**Exercise description**.
Among the records, how many lines contain "cache"? Only the number is needed.

· · · ·

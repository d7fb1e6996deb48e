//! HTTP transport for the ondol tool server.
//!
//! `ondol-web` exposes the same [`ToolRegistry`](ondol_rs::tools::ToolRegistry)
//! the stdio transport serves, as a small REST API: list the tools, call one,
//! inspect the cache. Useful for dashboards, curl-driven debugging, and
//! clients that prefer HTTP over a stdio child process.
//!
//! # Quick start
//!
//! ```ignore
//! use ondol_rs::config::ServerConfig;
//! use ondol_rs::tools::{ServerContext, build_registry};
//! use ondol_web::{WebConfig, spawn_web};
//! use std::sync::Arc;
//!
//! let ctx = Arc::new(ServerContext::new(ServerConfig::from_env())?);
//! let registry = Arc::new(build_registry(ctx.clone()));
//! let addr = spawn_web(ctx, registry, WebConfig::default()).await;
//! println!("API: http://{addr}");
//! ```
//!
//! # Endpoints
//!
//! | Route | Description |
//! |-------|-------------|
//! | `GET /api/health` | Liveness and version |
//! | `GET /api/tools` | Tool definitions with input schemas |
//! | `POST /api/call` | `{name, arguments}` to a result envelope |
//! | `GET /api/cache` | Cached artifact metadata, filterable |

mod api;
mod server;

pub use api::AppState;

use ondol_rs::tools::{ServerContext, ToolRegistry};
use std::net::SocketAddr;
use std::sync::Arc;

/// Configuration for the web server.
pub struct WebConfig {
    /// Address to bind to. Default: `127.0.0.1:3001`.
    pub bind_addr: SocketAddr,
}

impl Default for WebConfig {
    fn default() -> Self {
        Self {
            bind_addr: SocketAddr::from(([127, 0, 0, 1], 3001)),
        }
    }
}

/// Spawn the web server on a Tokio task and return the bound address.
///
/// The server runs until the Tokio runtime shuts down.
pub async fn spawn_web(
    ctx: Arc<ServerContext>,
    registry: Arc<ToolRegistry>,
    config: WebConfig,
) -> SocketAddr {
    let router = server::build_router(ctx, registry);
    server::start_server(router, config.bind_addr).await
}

· · · ·

**Reply**.
2